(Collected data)
use std::cmp::Ordering;
use std::collections::HashSet;
use std::path::Path;

use anyhow::{Context, Result};
use denta_core::{BackendError, QaAnswer};
use regex::Regex;
use serde::Deserialize;
use walkdir::WalkDir;

use crate::tokenize::tokenize;
use crate::QuestionAnswering;

const DEFAULT_MIN_CONFIDENCE: f32 = 0.3;
const DEFAULT_TOP: usize = 3;

#[derive(Debug, Clone, Deserialize)]
pub struct FaqRecord {
    pub questions: Vec<String>,
    pub answer: String,
}

#[derive(Debug, Clone)]
struct IndexedEntry {
    answer: String,
    source_path: String,
    keywords: Vec<HashSet<String>>,
}

/// Question/answer pairs loaded from disk, ranked by keyword overlap.
#[derive(Debug, Clone)]
pub struct FaqKnowledgeBase {
    entries: Vec<IndexedEntry>,
    min_confidence: f32,
    top: usize,
}

impl FaqKnowledgeBase {
    pub fn from_records(records: Vec<FaqRecord>) -> Self {
        let entries = records
            .into_iter()
            .map(|record| index(record, "inline"))
            .collect();

        Self {
            entries,
            min_confidence: DEFAULT_MIN_CONFIDENCE,
            top: DEFAULT_TOP,
        }
    }

    /// Loads every `.json` and `.md` file below `root`. A missing directory yields an empty base.
    pub fn from_dir(root: impl AsRef<Path>) -> Result<Self> {
        let root = root.as_ref();
        let heading = Regex::new(r"(?m)^##\s+(.+)$")?;

        let mut entries = Vec::new();
        for entry in WalkDir::new(root)
            .sort_by_file_name()
            .into_iter()
            .filter_map(std::result::Result::ok)
            .filter(|entry| entry.file_type().is_file())
        {
            let path = entry.path();
            let extension = path.extension().and_then(|ext| ext.to_str());
            if !matches!(extension, Some("json") | Some("md")) {
                continue;
            }

            let raw = std::fs::read_to_string(path)
                .with_context(|| format!("failed reading faq document: {}", path.display()))?;
            let rel_path = path
                .strip_prefix(root)
                .map(|p| p.to_string_lossy().to_string())
                .unwrap_or_else(|_| path.to_string_lossy().to_string());

            let records = if extension == Some("json") {
                serde_json::from_str::<Vec<FaqRecord>>(&raw)
                    .with_context(|| format!("invalid faq json: {}", path.display()))?
            } else {
                markdown_records(&heading, &raw)
            };

            entries.extend(records.into_iter().map(|record| index(record, &rel_path)));
        }

        Ok(Self {
            entries,
            min_confidence: DEFAULT_MIN_CONFIDENCE,
            top: DEFAULT_TOP,
        })
    }

    pub fn len(&self) -> usize {
        self.entries.len()
    }

    pub fn is_empty(&self) -> bool {
        self.entries.is_empty()
    }

    pub fn sources(&self) -> Vec<&str> {
        let mut sources = self
            .entries
            .iter()
            .map(|entry| entry.source_path.as_str())
            .collect::<Vec<_>>();
        sources.dedup();
        sources
    }

    pub fn search(&self, question: &str) -> Vec<QaAnswer> {
        let query = tokenize(question).into_iter().collect::<HashSet<_>>();

        let mut scored = self
            .entries
            .iter()
            .map(|entry| {
                let score = entry
                    .keywords
                    .iter()
                    .map(|keywords| overlap_score(&query, keywords))
                    .fold(0.0_f32, f32::max);
                (score, entry)
            })
            .filter(|(score, _)| *score >= self.min_confidence && *score > 0.0)
            .collect::<Vec<_>>();

        scored.sort_by(|(a, _), (b, _)| b.partial_cmp(a).unwrap_or(Ordering::Equal));

        scored
            .into_iter()
            .take(self.top)
            .map(|(score, entry)| QaAnswer::new(entry.answer.clone(), score))
            .collect()
    }
}

impl QuestionAnswering for FaqKnowledgeBase {
    async fn get_answers(&self, utterance: &str) -> Result<Vec<QaAnswer>, BackendError> {
        Ok(self.search(utterance))
    }
}

fn index(record: FaqRecord, source_path: &str) -> IndexedEntry {
    IndexedEntry {
        keywords: record
            .questions
            .iter()
            .map(|question| tokenize(question).into_iter().collect())
            .collect(),
        answer: record.answer.trim().to_string(),
        source_path: source_path.to_string(),
    }
}

fn markdown_records(heading: &Regex, body: &str) -> Vec<FaqRecord> {
    let headings = heading.captures_iter(body).collect::<Vec<_>>();

    headings
        .iter()
        .enumerate()
        .filter_map(|(idx, captures)| {
            let whole = captures.get(0)?;
            let question = captures.get(1)?.as_str().trim().to_string();
            let answer_end = headings
                .get(idx + 1)
                .and_then(|next| next.get(0))
                .map(|next| next.start())
                .unwrap_or(body.len());
            let answer = body[whole.end()..answer_end]
                .split_whitespace()
                .collect::<Vec<_>>()
                .join(" ");

            (!answer.is_empty()).then(|| FaqRecord {
                questions: vec![question],
                answer,
            })
        })
        .collect()
}

/// Share of the query's keywords found in the question.
fn overlap_score(query: &HashSet<String>, question: &HashSet<String>) -> f32 {
    if query.is_empty() || question.is_empty() {
        return 0.0;
    }

    let overlap = query.iter().filter(|token| question.contains(*token)).count() as f32;
    overlap / query.len() as f32
}

#[cfg(test)]
mod tests {
    use super::*;

    fn knowledge_base() -> FaqKnowledgeBase {
        FaqKnowledgeBase::from_records(vec![
            FaqRecord {
                questions: vec![
                    "What are your opening hours?".to_string(),
                    "When are you open?".to_string(),
                ],
                answer: "We are open 9-5".to_string(),
            },
            FaqRecord {
                questions: vec!["Do you accept insurance?".to_string()],
                answer: "We accept most major dental insurance plans.".to_string(),
            },
        ])
    }

    #[test]
    fn ranks_best_match_first() {
        let answers = knowledge_base().search("when are you open");
        assert_eq!(answers[0].answer, "We are open 9-5");
    }

    #[test]
    fn unrelated_questions_yield_nothing() {
        assert!(knowledge_base().search("can I park my spaceship").is_empty());
    }

    #[test]
    fn parses_markdown_sections() {
        let heading = Regex::new(r"(?m)^##\s+(.+)$").unwrap();
        let records = markdown_records(
            &heading,
            "# Services\n\n## Do you offer whitening?\nYes, in-office\nwhitening.\n\n## Empty?\n",
        );
        assert_eq!(records.len(), 1);
        assert_eq!(records[0].questions[0], "Do you offer whitening?");
        assert_eq!(records[0].answer, "Yes, in-office whitening.");
    }

    #[test]
    fn loads_json_and_markdown_from_dir() {
        let kb = FaqKnowledgeBase::from_dir(concat!(env!("CARGO_MANIFEST_DIR"), "/../../kb")).unwrap();
        assert!(kb.len() >= 5);
        assert_eq!(kb.sources(), vec!["faq.json", "services.md"]);
    }

    #[test]
    fn missing_directory_is_empty() {
        let kb = FaqKnowledgeBase::from_dir("/definitely/not/here").unwrap();
        assert!(kb.is_empty());
    }
}
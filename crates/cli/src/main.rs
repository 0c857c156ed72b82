use std::io::{self, Write};
use std::path::PathBuf;

use anyhow::{Context, Result};
use clap::{Parser, Subcommand};
use denta_bot::{BotConfig, ConfiguredBot, TurnContext};
use denta_core::{MissingDatePolicy, Participant};
use denta_observability::{init_tracing, BotMetrics};

#[derive(Debug, Parser)]
#[command(name = "dentabot")]
#[command(about = "Dental office assistant: availability, booking and FAQ answers")]
struct Cli {
    /// Local FAQ directory used when no hosted knowledge base is configured.
    #[arg(long, env = "DENTA_KB_ROOT")]
    kb_root: Option<PathBuf>,

    /// default_today or require_entity.
    #[arg(long, env = "DENTA_MISSING_DATE_POLICY")]
    missing_date: Option<String>,

    #[command(subcommand)]
    command: Command,
}

#[derive(Debug, Subcommand)]
enum Command {
    /// Interactive conversation.
    Chat {
        #[arg(long, default_value = "local-user")]
        user: String,
    },
    /// Classify one utterance and print the routing decision.
    Route { text: String },
    /// Print the greeting sent to new participants.
    Welcome,
}

/// Prints bot replies to stdout.
struct ConsoleContext;

impl TurnContext for ConsoleContext {
    async fn send_activity(&self, text: &str) {
        println!("\n{}\n", text);
    }
}

#[tokio::main]
async fn main() -> Result<()> {
    init_tracing("denta_cli");
    let cli = Cli::parse();

    let config = load_config(&cli)?;
    let bot = ConfiguredBot::from_config(&config, BotMetrics::shared())?;

    match cli.command {
        Command::Chat { user } => run_chat(&bot, &config.bot_id, &user).await?,
        Command::Route { text } => {
            let (classification, decision) = bot
                .classify_and_route(&text)
                .await
                .context("classifier call failed")?;
            println!(
                "{}",
                serde_json::to_string_pretty(&serde_json::json!({
                    "classification": classification,
                    "decision": decision,
                }))?
            );
        }
        Command::Welcome => {
            bot.on_members_added(&ConsoleContext, &config.bot_id, &[Participant::new("you")])
                .await;
        }
    }

    Ok(())
}

fn load_config(cli: &Cli) -> Result<BotConfig> {
    let mut config = BotConfig::from_env().context("invalid DENTA_* configuration")?;

    if let Some(kb_root) = &cli.kb_root {
        config.kb_root = kb_root.clone();
    }
    if let Some(policy) = &cli.missing_date {
        config.policy.missing_date = MissingDatePolicy::parse(policy)
            .with_context(|| format!("invalid --missing-date value: {policy}"))?;
    }

    Ok(config)
}

async fn run_chat(bot: &ConfiguredBot, bot_id: &str, user: &str) -> Result<()> {
    bot.on_members_added(&ConsoleContext, bot_id, &[Participant::new(user)])
        .await;
    println!("type 'exit' to quit.");

    loop {
        print!("> ");
        io::stdout().flush()?;

        let mut line = String::new();
        if io::stdin().read_line(&mut line)? == 0 {
            break;
        }

        let message = line.trim();
        if message.eq_ignore_ascii_case("exit") || message.eq_ignore_ascii_case("quit") {
            break;
        }

        if message.is_empty() {
            continue;
        }

        bot.on_message(&ConsoleContext, message).await;
    }

    Ok(())
}
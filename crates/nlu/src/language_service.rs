use std::collections::HashMap;

use denta_core::{
    ClassificationError, ClassificationResult, ConfigurationError, EntityOccurrence,
};
use reqwest::{Client, StatusCode};
use serde::Deserialize;
use serde_json::json;
use tracing::{debug, instrument};
use url::Url;

use crate::IntentClassifier;

const API_VERSION: &str = "2022-10-01-preview";

#[derive(Debug, Clone, PartialEq, Eq)]
pub struct LanguageServiceConfig {
    pub endpoint: String,
    pub api_key: String,
    pub project_name: String,
    pub deployment_name: String,
}

/// Conversational language understanding deployment reached over HTTPS.
#[derive(Clone)]
pub struct LanguageServiceClassifier {
    client: Client,
    url: Url,
    config: LanguageServiceConfig,
}

#[derive(Debug, Deserialize)]
struct AnalyzeResponse {
    result: AnalyzeResult,
}

#[derive(Debug, Deserialize)]
struct AnalyzeResult {
    prediction: Prediction,
}

#[derive(Debug, Deserialize)]
#[serde(rename_all = "camelCase")]
struct Prediction {
    top_intent: Option<String>,
    #[serde(default)]
    intents: Vec<PredictedIntent>,
    #[serde(default)]
    entities: Vec<PredictedEntity>,
}

#[derive(Debug, Deserialize)]
#[serde(rename_all = "camelCase")]
struct PredictedIntent {
    category: String,
    confidence_score: f32,
}

#[derive(Debug, Deserialize)]
#[serde(rename_all = "camelCase")]
struct PredictedEntity {
    category: String,
    text: String,
    offset: usize,
    length: usize,
}

impl LanguageServiceClassifier {
    pub fn new(config: LanguageServiceConfig, client: Client) -> Result<Self, ConfigurationError> {
        let invalid = |message: String| ConfigurationError::Invalid {
            key: "DENTA_CLU_ENDPOINT".to_string(),
            message,
        };

        let mut url = Url::parse(&config.endpoint)
            .and_then(|base| base.join("language/:analyze-conversations"))
            .map_err(|err| invalid(err.to_string()))?;
        if !matches!(url.scheme(), "https" | "http") {
            return Err(invalid(format!("unsupported scheme {}", url.scheme())));
        }
        url.query_pairs_mut().append_pair("api-version", API_VERSION);

        Ok(Self {
            client,
            url,
            config,
        })
    }

    pub fn url(&self) -> &Url {
        &self.url
    }
}

impl IntentClassifier for LanguageServiceClassifier {
    #[instrument(skip(self, utterance), fields(project = %self.config.project_name))]
    async fn execute_query(&self, utterance: &str) -> Result<ClassificationResult, ClassificationError> {
        let body = json!({
            "kind": "Conversation",
            "analysisInput": {
                "conversationItem": {
                    "id": "1",
                    "participantId": "user",
                    "text": utterance
                }
            },
            "parameters": {
                "projectName": self.config.project_name,
                "deploymentName": self.config.deployment_name,
                "stringIndexType": "TextElement_V8"
            }
        });

        let response = self
            .client
            .post(self.url.clone())
            .header("Ocp-Apim-Subscription-Key", &self.config.api_key)
            .json(&body)
            .send()
            .await
            .map_err(|err| ClassificationError::Transport(err.to_string()))?;

        let status = response.status();
        if status == StatusCode::UNAUTHORIZED || status == StatusCode::FORBIDDEN {
            return Err(ClassificationError::Auth(format!("status {status}")));
        }
        if !status.is_success() {
            return Err(ClassificationError::Transport(format!("status {status}")));
        }

        let parsed = response
            .json::<AnalyzeResponse>()
            .await
            .map_err(|err| ClassificationError::Malformed(err.to_string()))?;

        let result = into_classification(parsed.result.prediction)?;
        debug!(?result, "classification received");
        Ok(result)
    }

    fn model_name(&self) -> &'static str {
        "language-service"
    }
}

fn into_classification(prediction: Prediction) -> Result<ClassificationResult, ClassificationError> {
    let top_intent = prediction
        .top_intent
        .map(|intent| intent.trim().to_string())
        .filter(|intent| !intent.is_empty())
        .ok_or_else(|| ClassificationError::Malformed("prediction has no top intent".to_string()))?;

    let intent_scores = prediction
        .intents
        .into_iter()
        .map(|intent| {
            let score = if intent.confidence_score.is_finite() {
                intent.confidence_score.clamp(0.0, 1.0)
            } else {
                0.0
            };
            (intent.category, score)
        })
        .collect::<HashMap<_, _>>();

    let mut entities: HashMap<String, Vec<EntityOccurrence>> = HashMap::new();
    for entity in prediction.entities {
        let end = entity.offset.checked_add(entity.length).ok_or_else(|| {
            ClassificationError::Malformed(format!(
                "entity {} span overflows (offset {}, length {})",
                entity.category, entity.offset, entity.length
            ))
        })?;
        entities
            .entry(entity.category)
            .or_default()
            .push(EntityOccurrence::new(entity.text, entity.offset, end));
    }
    for occurrences in entities.values_mut() {
        occurrences.sort_by_key(|occurrence| occurrence.span.start);
    }

    Ok(ClassificationResult {
        top_intent,
        intent_scores,
        entities,
    })
}
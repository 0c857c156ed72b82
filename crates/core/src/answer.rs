use crate::models::{QaAnswer, RoutingDecision};

pub const NO_ANSWER_TEXT: &str = "I'm not sure I can answer your question";

/// Top-ranked answer text; the backend's ordering is trusted as-is.
pub fn resolve_answer(results: &[QaAnswer]) -> String {
    resolve_answer_or_fallback(results).0
}

/// Same as [`resolve_answer`], also reporting whether the fixed fallback was used.
pub fn resolve_answer_or_fallback(results: &[QaAnswer]) -> (String, RoutingDecision) {
    match results.first() {
        Some(top) => (top.answer.clone(), RoutingDecision::AnswerQuestion),
        None => (NO_ANSWER_TEXT.to_string(), RoutingDecision::Fallback),
    }
}
//! Breakout - a classic brick-breaker arcade game
//!
//! Core modules:
//! - `sim`: Deterministic simulation (physics, collisions, game state)
//! - `tuning`: Data-driven game constants
//! - `input`: Keyboard state to per-tick intent
//! - `audio`: Event-driven sound cues
//! - `renderer`: Draw-command scene building (Canvas 2D backend on web)
//! - `ui`: Overlay messages and HUD readouts
//! - `game`: Session wiring of the above, one call per frame

pub mod audio;
pub mod game;
pub mod input;
pub mod renderer;
pub mod settings;
pub mod sim;
pub mod tuning;
pub mod ui;

pub use game::Game;
pub use settings::Settings;
pub use tuning::{Tuning, TuningError};

use serde::{Deserialize, Serialize};

/// Game configuration constants (defaults for [`Tuning`])
pub mod consts {
    /// Arena dimensions
    pub const ARENA_WIDTH: f32 = 815.0;
    pub const ARENA_HEIGHT: f32 = 600.0;

    /// Ball defaults
    pub const BALL_RADIUS: f32 = 8.0;
    /// Pixels per tick, also the launch and deflection magnitude
    pub const BALL_SPEED: f32 = 6.0;

    /// Paddle defaults
    pub const PADDLE_WIDTH: f32 = 150.0;
    pub const PADDLE_HEIGHT: f32 = 15.0;
    pub const PADDLE_SPEED: f32 = 8.0;
    /// Paddle top edge sits this far above the arena floor
    pub const PADDLE_BOTTOM_OFFSET: f32 = 20.0;

    /// Brick grid
    pub const BRICK_ROWS: u32 = 6;
    pub const BRICK_COLS: u32 = 10;
    pub const BRICK_WIDTH: f32 = 75.0;
    pub const BRICK_HEIGHT: f32 = 25.0;
    pub const BRICK_PADDING: f32 = 5.0;
    pub const BRICK_OFFSET_TOP: f32 = 80.0;
    pub const BRICK_OFFSET_LEFT: f32 = 10.0;

    /// Lives at the start of every game
    pub const INITIAL_LIVES: u8 = 3;
}

/// An RGBA colour, written as `#RRGGBB` or `#RRGGBBAA` in config files
#[derive(Debug, Clone, Copy, PartialEq, Eq, Serialize, Deserialize)]
#[serde(try_from = "String", into = "String")]
pub struct Color {
    pub r: u8,
    pub g: u8,
    pub b: u8,
    pub a: u8,
}

impl Color {
    pub const WHITE: Color = Color::rgb(0xFF, 0xFF, 0xFF);
    pub const BLACK: Color = Color::rgb(0x00, 0x00, 0x00);

    pub const fn rgb(r: u8, g: u8, b: u8) -> Self {
        Self { r, g, b, a: 0xFF }
    }

    pub const fn rgba(r: u8, g: u8, b: u8, a: u8) -> Self {
        Self { r, g, b, a }
    }

    /// Parse `#RRGGBB` or `#RRGGBBAA` (leading `#` optional)
    pub fn from_hex(s: &str) -> Option<Self> {
        let hex = s.strip_prefix('#').unwrap_or(s);
        if !hex.is_ascii() || !(hex.len() == 6 || hex.len() == 8) {
            return None;
        }
        let channel = |i: usize| u8::from_str_radix(&hex[i..i + 2], 16).ok();
        let a = if hex.len() == 8 { channel(6)? } else { 0xFF };
        Some(Self::rgba(channel(0)?, channel(2)?, channel(4)?, a))
    }

    /// Hex form, alpha omitted when opaque
    pub fn to_hex(&self) -> String {
        if self.a == 0xFF {
            format!("#{:02X}{:02X}{:02X}", self.r, self.g, self.b)
        } else {
            format!("#{:02X}{:02X}{:02X}{:02X}", self.r, self.g, self.b, self.a)
        }
    }

    /// CSS colour string for Canvas 2D styles
    pub fn to_css(&self) -> String {
        if self.a == 0xFF {
            self.to_hex()
        } else {
            format!(
                "rgba({}, {}, {}, {:.3})",
                self.r,
                self.g,
                self.b,
                self.a as f32 / 255.0
            )
        }
    }
}

impl TryFrom<String> for Color {
    type Error = String;

    fn try_from(value: String) -> Result<Self, Self::Error> {
        Color::from_hex(&value).ok_or_else(|| format!("invalid colour {value:?}"))
    }
}

impl From<Color> for String {
    fn from(color: Color) -> Self {
        color.to_hex()
    }
}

◆ Task: Search the records above for the string "call". Copy every line that contains it.

◆ Exercise answer:
                .context("classifier call failed")?;
//! - `game`: Session wiring of the above, one call per frame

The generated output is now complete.